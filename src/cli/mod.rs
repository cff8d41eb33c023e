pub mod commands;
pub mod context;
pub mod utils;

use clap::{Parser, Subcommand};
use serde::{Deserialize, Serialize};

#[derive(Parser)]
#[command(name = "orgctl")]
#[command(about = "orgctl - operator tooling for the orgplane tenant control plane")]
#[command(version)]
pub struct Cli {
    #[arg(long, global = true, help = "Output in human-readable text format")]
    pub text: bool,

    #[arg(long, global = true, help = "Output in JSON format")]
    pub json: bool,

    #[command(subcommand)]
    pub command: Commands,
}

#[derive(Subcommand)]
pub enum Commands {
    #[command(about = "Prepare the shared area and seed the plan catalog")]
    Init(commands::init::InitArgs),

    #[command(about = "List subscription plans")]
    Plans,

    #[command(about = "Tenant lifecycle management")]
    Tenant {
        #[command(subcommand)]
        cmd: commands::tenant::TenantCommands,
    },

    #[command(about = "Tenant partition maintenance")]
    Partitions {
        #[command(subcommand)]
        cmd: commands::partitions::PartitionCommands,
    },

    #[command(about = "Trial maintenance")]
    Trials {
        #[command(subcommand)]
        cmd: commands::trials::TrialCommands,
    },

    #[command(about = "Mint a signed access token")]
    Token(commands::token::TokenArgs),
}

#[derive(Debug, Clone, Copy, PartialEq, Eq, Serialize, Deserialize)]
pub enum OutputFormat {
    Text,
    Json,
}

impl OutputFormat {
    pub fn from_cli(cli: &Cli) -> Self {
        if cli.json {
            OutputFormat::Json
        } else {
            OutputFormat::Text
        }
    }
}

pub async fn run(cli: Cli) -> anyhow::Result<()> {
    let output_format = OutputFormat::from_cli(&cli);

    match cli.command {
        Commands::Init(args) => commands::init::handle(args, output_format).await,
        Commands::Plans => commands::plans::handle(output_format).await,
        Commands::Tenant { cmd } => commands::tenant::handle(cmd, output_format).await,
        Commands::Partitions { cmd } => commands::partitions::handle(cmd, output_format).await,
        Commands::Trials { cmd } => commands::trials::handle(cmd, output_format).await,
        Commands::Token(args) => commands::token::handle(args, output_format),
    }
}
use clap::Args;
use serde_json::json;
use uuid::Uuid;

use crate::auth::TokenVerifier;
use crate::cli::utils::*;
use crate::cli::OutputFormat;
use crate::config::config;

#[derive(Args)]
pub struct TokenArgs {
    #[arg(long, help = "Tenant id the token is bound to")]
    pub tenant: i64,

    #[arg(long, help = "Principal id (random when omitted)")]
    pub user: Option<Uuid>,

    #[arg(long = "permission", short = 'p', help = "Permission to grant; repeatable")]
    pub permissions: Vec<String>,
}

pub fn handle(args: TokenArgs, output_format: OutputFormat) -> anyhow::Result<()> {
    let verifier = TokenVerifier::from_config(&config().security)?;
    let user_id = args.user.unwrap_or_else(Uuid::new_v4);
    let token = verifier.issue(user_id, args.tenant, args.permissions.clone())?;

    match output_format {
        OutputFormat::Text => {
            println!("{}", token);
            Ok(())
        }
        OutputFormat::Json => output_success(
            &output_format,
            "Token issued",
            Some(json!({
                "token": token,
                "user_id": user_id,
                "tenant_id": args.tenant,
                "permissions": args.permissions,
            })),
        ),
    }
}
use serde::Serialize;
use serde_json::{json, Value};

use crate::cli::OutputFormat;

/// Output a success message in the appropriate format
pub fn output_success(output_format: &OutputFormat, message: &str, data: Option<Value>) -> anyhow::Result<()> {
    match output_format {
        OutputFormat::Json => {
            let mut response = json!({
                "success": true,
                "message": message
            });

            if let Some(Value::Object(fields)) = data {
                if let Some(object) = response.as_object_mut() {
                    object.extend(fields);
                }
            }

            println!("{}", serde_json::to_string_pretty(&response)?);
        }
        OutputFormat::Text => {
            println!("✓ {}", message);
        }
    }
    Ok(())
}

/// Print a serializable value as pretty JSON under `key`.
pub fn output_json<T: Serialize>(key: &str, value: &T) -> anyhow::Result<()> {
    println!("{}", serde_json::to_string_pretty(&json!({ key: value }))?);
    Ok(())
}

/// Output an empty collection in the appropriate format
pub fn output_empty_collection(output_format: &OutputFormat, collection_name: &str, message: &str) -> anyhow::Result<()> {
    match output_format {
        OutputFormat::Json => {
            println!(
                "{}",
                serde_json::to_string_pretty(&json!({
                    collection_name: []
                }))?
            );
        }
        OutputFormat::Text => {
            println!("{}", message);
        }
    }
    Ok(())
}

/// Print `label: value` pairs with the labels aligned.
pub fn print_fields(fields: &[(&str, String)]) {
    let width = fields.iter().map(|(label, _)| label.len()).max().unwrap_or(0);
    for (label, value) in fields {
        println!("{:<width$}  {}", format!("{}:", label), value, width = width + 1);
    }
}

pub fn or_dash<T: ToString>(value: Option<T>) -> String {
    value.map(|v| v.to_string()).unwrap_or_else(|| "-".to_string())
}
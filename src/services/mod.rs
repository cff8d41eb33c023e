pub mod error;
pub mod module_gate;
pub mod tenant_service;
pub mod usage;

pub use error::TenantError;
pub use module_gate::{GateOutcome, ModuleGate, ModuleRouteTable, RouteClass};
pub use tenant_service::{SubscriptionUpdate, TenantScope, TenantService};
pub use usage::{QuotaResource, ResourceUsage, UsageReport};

#####

■ Task directions
Lines in the data containing the string "appropriate" are to be counted; give that number alone.

■ Answer box
2